If we take a look at rules through an archetypal lens, what are they? To answer that, I would say it’s providing structure to chaos; mapping desired patterns of behaviors into understandable words to follow. That, again, is inherently an “orderly” thing.
So to make a book that outlines rules that go against order, it almost seems paradoxical. It’s almost like saying, these are the rules that you follow in order to not follow the rules.
But beyond that, the book itself also seems to be less timeless than his first book. He describes his current living situations, his health conditions, and the scandals and drama he had been involved in various places within the book. He talks about some of his activities including the tours he had and the speeches he gave and then talks about the SJWs and some of the things he’s seen and the conversations he’s had. This was all good and well, but years down the line, even decades or centuries, it just feels like most of that will be, unfortunately, irrelevant. Sort of like the daily news cycle. It’s important in the moment, but ultimately forgetful later on.
I don’t want to undermine his personal experience in life, because I do believe that shapes much of his perspective and what he has to say, but I believe it takes away from the timeless aspect of his writing.
A quick example, then I will move on to what I enjoyed about the book. I’m a big fan of Carl Jung and his writings. He’s a very hard person to read at times, and anyone who’s read some of his work can probably attest to that. Most of his writing does have a timeless feel to it due to the topics he speaks about: archetypes, psychology, and religion. There are at times when he does speak about some of the drama and personal problems regarding his life.
And in a biography, this is very much appropriate, but Beyond Order is not a biography. Let’s take Jung’s book, “Psychology and Religion”, it doesn’t feel well-placed to speak about personal problems due to a possible lack of relatability.
But what did I like about the book? And let me say this again, I did enjoy the book. I just felt some of the rules and anecdotes he provided seem to fit better following the theme of his first book rather than this one.
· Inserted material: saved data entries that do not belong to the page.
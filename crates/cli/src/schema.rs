use anyhow::{Context, Result};
use declopt::{OptionSpec, ParserConfig};
use serde::{Deserialize, Serialize};
use std::fs;
use std::path::Path;

/// Option definitions and parser knobs read from a JSON file.
#[derive(Debug, Clone, Default, Serialize, Deserialize)]
#[serde(rename_all = "camelCase")]
pub struct ParserSchema {
    /// Program name shown in usage (default: `declopt`).
    #[serde(default, skip_serializing_if = "Option::is_none")]
    pub program: Option<String>,

    /// Text appended to the long usage.
    #[serde(default, skip_serializing_if = "Option::is_none")]
    pub description: Option<String>,

    #[serde(default, skip_serializing_if = "Option::is_none")]
    pub min_parameters: Option<usize>,

    #[serde(default, skip_serializing_if = "Option::is_none")]
    pub max_parameters: Option<usize>,

    #[serde(default)]
    pub allow_no_argument: bool,

    /// Register `-h/--help` (default: true).
    #[serde(default, skip_serializing_if = "Option::is_none")]
    pub builtin_help: Option<bool>,

    #[serde(default)]
    pub options: Vec<OptionSchema>,
}

#[derive(Debug, Clone, Default, Serialize, Deserialize)]
#[serde(rename_all = "camelCase")]
pub struct OptionSchema {
    /// Option spec, e.g. `=verbose` or `out=put:`.
    pub spec: String,

    #[serde(default, skip_serializing_if = "String::is_empty")]
    pub description: String,

    /// Property tokens, e.g. `mandatory` or `type:uint`.
    #[serde(default, skip_serializing_if = "Vec::is_empty")]
    pub properties: Vec<String>,

    /// Enumerated acceptable values.
    #[serde(default, skip_serializing_if = "Vec::is_empty")]
    pub values: Vec<String>,
}

pub fn load_schema(path: &Path) -> Result<ParserSchema> {
    let contents = fs::read_to_string(path)
        .with_context(|| format!("failed to read schema: {}", path.display()))?;
    serde_json::from_str(&contents)
        .with_context(|| format!("failed to parse schema JSON: {}", path.display()))
}

impl ParserSchema {
    pub fn config(&self) -> ParserConfig {
        let defaults = ParserConfig::default();
        ParserConfig {
            program: self
                .program
                .clone()
                .unwrap_or_else(|| "declopt".to_string()),
            description: self.description.clone(),
            min_parameters: self.min_parameters.unwrap_or(defaults.min_parameters),
            max_parameters: self.max_parameters.unwrap_or(defaults.max_parameters),
            allow_no_argument: self.allow_no_argument,
            builtin_help: self.builtin_help.unwrap_or(defaults.builtin_help),
        }
    }

    /// Register every option on a fresh parser.
    pub fn build(&self) -> Result<declopt::Parser> {
        let mut parser = declopt::Parser::with_config(self.config());

        for option in &self.options {
            let properties: Vec<&str> = option.properties.iter().map(String::as_str).collect();
            parser
                .define(&option.spec, &option.description, &properties)
                .with_context(|| format!("invalid option '{}'", option.spec))?;

            if !option.values.is_empty() {
                let name = OptionSpec::parse(&option.spec)?.name;
                parser.set_allowed_values(&name, option.values.iter().cloned())?;
            }
        }

        tracing::debug!(options = self.options.len(), "built parser from schema");
        Ok(parser)
    }
}

#[cfg(test)]
mod tests {
    use super::*;

    #[test]
    fn schema_round_trips_camel_case_keys() {
        let json = r#"{
            "program": "demo",
            "minParameters": 1,
            "allowNoArgument": true,
            "options": [
                { "spec": "=verbose", "description": "Be chatty" },
                { "spec": "format:", "properties": ["mandatory"], "values": ["plain", "json"] }
            ]
        }"#;
        let schema: ParserSchema = serde_json::from_str(json).unwrap();
        let config = schema.config();
        assert_eq!(config.program, "demo");
        assert_eq!(config.min_parameters, 1);
        assert_eq!(config.max_parameters, declopt::DEFAULT_MAX_PARAMETERS);
        assert!(config.allow_no_argument);
        assert!(config.builtin_help);

        let parser = schema.build().unwrap();
        assert_eq!(parser.registry().resolve_short('v'), Some("verbose"));
        assert_eq!(
            parser.allowed_values("format"),
            Some(["plain".to_string(), "json".to_string()].as_slice())
        );
    }

    #[test]
    fn build_reports_the_bad_option() {
        let schema = ParserSchema {
            options: vec![OptionSchema {
                spec: "bad name".to_string(),
                ..Default::default()
            }],
            ..Default::default()
        };
        let err = schema.build().unwrap_err();
        assert!(format!("{err:#}").contains("invalid option 'bad name'"));
    }
}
My favorite rule would have been this one right here:
“Do not carelessly denigrate social institutions or creative achievement.”
This is his first rule, and I feel most closely aligns with the theme of Beyond Order.
I love this rule because it actually provides a framework to challenge Order. And I think that this was the intended main takeaway from the book: How to challenge Order in such a way that you don’t make things worse than when you began.
And inversely, I feel like that was the intent of An Antidote to Chaos, to put your life together in a way that you don’t feel overwhelmed by everything; to take realistic steps forward.
Peterson speaks about how so much of the world wants to end catastrophic problems like climate change, but due to a lack of understanding of the problem as a whole, do not know where to start, therefore it is concluded the entire system must be corrupt and rebuilt. That is not the case.
Obviously, you can’t just teardown and rebuild society the “right way”. Again, he points out an important observation: it’s easy to see when things aren’t working, but you don’t notice when they are.
And this has been an important rule in my life, to understand that just because one aspect of my life is not working out, it doesn’t mean my entire life is the problem. It’s most likely a few tweaks that have to be made to fix whatever issues I’m facing.
To end this, I will say this: Beyond Order by Jordan Peterson is a great book that I would give positive remarks to. It has some noteworthy takeaways for people looking to understand more of the big philosophical questions.
I would say that it had a lot of expectations to meet due to the wild success of the first book and the popularity Peterson attained.
I would also say it does ultimately fall short of its older brother, 12 Rules For Life: An Antidote to Chaos. But please, don’t let that detract you from reading 12 More Rules for Life.